神様のメモ帳 8 (電撃文庫) [感想]
蘇るエンジェル・フィックス。
序盤の話のまとめ具合から短編集かと思っていたら、あれよあれよと話が続いていくのは面白い感覚だった。それぞれの出来事は独立もしているのだけれど、根元では繋がっている。自然な繋がりで違和感無く読ませる文章は流石。

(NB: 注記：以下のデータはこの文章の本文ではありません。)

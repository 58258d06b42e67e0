//! Delimited text (CSV/TSV) reading and writing.
//!
//! The reader works on the whole text rather than on split lines so quoted
//! fields may contain delimiters and line breaks. The writer quotes minimally
//! and terminates every record with `\r\n`.

use crate::error::{LayoutError, LayoutResult};
use crate::table::{Record, Table};

pub const LINE_TERMINATOR: &str = "\r\n";

#[derive(Clone, Copy, Debug, Default, PartialEq, Eq)]
pub enum Delimiter {
    #[default]
    Comma,
    Tab,
}

impl Delimiter {
    pub fn as_char(self) -> char {
        match self {
            Delimiter::Comma => ',',
            Delimiter::Tab => '\t',
        }
    }
}

/// Parse UTF-8 bytes into a [`Table`]. The first non-blank record is the header.
pub fn read_table_bytes(data: &[u8], delim: Delimiter) -> LayoutResult<Table> {
    let text = std::str::from_utf8(data)
        .map_err(|e| LayoutError::malformed(format!("input is not valid UTF-8: {e}")))?;
    read_table(text, delim)
}

pub fn read_table(text: &str, delim: Delimiter) -> LayoutResult<Table> {
    let text = text.strip_prefix('\u{feff}').unwrap_or(text);
    let mut records = parse_records(text, delim.as_char())?.into_iter();

    let Some((_, header)) = records.next() else {
        return Err(LayoutError::malformed("missing header row"));
    };

    let mut table = Table::new(header);
    for (line, fields) in records {
        if fields.len() != table.header().len() {
            return Err(LayoutError::malformed(format!(
                "line {line}: expected {} fields, found {}",
                table.header().len(),
                fields.len()
            )));
        }
        table.push(Record::new(fields))?;
    }
    Ok(table)
}

/// Append one record to `out`, including the line terminator.
pub fn write_record<I, S>(out: &mut String, fields: I, delim: Delimiter)
where
    I: IntoIterator<Item = S>,
    S: AsRef<str>,
{
    let sep = delim.as_char();
    let mut count = 0usize;
    let mut lone_empty = false;
    for (i, field) in fields.into_iter().enumerate() {
        let field = field.as_ref();
        if i > 0 {
            out.push(sep);
        }
        count += 1;
        lone_empty = i == 0 && field.is_empty();
        write_field(out, field, sep);
    }
    // A lone empty field would otherwise read back as a blank line.
    if count == 1 && lone_empty {
        out.push_str("\"\"");
    }
    out.push_str(LINE_TERMINATOR);
}

fn write_field(out: &mut String, field: &str, sep: char) {
    let needs_quotes = field
        .chars()
        .any(|c| c == sep || matches!(c, '"' | '\r' | '\n'));
    if !needs_quotes {
        out.push_str(field);
        return;
    }
    out.push('"');
    for c in field.chars() {
        if c == '"' {
            out.push('"');
        }
        out.push(c);
    }
    out.push('"');
}

#[derive(Clone, Copy, Debug, PartialEq, Eq)]
enum State {
    FieldStart,
    Unquoted,
    Quoted,
    QuoteInQuoted,
}

struct RecordParser {
    records: Vec<(usize, Vec<String>)>,
    fields: Vec<String>,
    field: String,
    state: State,
    started: bool,
    line: usize,
    record_line: usize,
}

impl RecordParser {
    fn new() -> Self {
        Self {
            records: Vec::new(),
            fields: Vec::new(),
            field: String::new(),
            state: State::FieldStart,
            started: false,
            line: 1,
            record_line: 1,
        }
    }

    fn end_field(&mut self) {
        self.fields.push(std::mem::take(&mut self.field));
        self.state = State::FieldStart;
    }

    fn end_record(&mut self) {
        if self.started {
            self.end_field();
            self.records
                .push((self.record_line, std::mem::take(&mut self.fields)));
        }
        self.state = State::FieldStart;
        self.started = false;
    }

    fn newline(&mut self) {
        self.end_record();
        self.line += 1;
        self.record_line = self.line;
    }
}

fn parse_records(text: &str, sep: char) -> LayoutResult<Vec<(usize, Vec<String>)>> {
    let mut p = RecordParser::new();
    let mut chars = text.chars().peekable();

    while let Some(ch) = chars.next() {
        let is_newline = ch == '\n' || ch == '\r';
        if is_newline && p.state != State::Quoted {
            if ch == '\r' && chars.peek() == Some(&'\n') {
                chars.next();
            }
            p.newline();
            continue;
        }

        p.started = true;
        match p.state {
            State::FieldStart => {
                if ch == '"' {
                    p.state = State::Quoted;
                } else if ch == sep {
                    p.end_field();
                } else {
                    p.field.push(ch);
                    p.state = State::Unquoted;
                }
            }
            State::Unquoted => {
                if ch == sep {
                    p.end_field();
                } else {
                    p.field.push(ch);
                }
            }
            State::Quoted => {
                if ch == '"' {
                    p.state = State::QuoteInQuoted;
                } else {
                    if ch == '\n' || (ch == '\r' && chars.peek() != Some(&'\n')) {
                        p.line += 1;
                    }
                    p.field.push(ch);
                }
            }
            State::QuoteInQuoted => {
                if ch == '"' {
                    p.field.push('"');
                    p.state = State::Quoted;
                } else if ch == sep {
                    p.end_field();
                } else {
                    // Text after a closing quote is kept verbatim.
                    p.field.push(ch);
                    p.state = State::Unquoted;
                }
            }
        }
    }

    if p.state == State::Quoted {
        return Err(LayoutError::malformed(format!(
            "line {}: unterminated quoted field",
            p.record_line
        )));
    }
    p.end_record();
    Ok(p.records)
}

作品の始まりである一巻を下地に、終わったと勘違いしていた事件を終わらせる。
彩夏を巻き込まないように動こうとする鳴海と、エンジェル・フィックスを止めるためなら彩夏をも巻き込む四代目。二人は意見の違いから対立するようになってしまい、お互い独自にエンジェル・フィックスを追うことに。目指すところは同じなのに考えは違う、すれ違う姿が悲しい。
人と人の繋がり。
鳴海の味方になってくれた探偵事務所の皆と、守ろうとした彩夏が逆に力になりたいと言ってくれた。そこに人の繋がりを感じた。今回は四代目の親父さんのことがあるので、余計にそう感じてしまう。
事件の真相は美しいの一言だろう。優しさが溢れた透明な空気に包まれていた。読み終わったとき表紙を眺めて、感慨深い気分に浸る。面白かった。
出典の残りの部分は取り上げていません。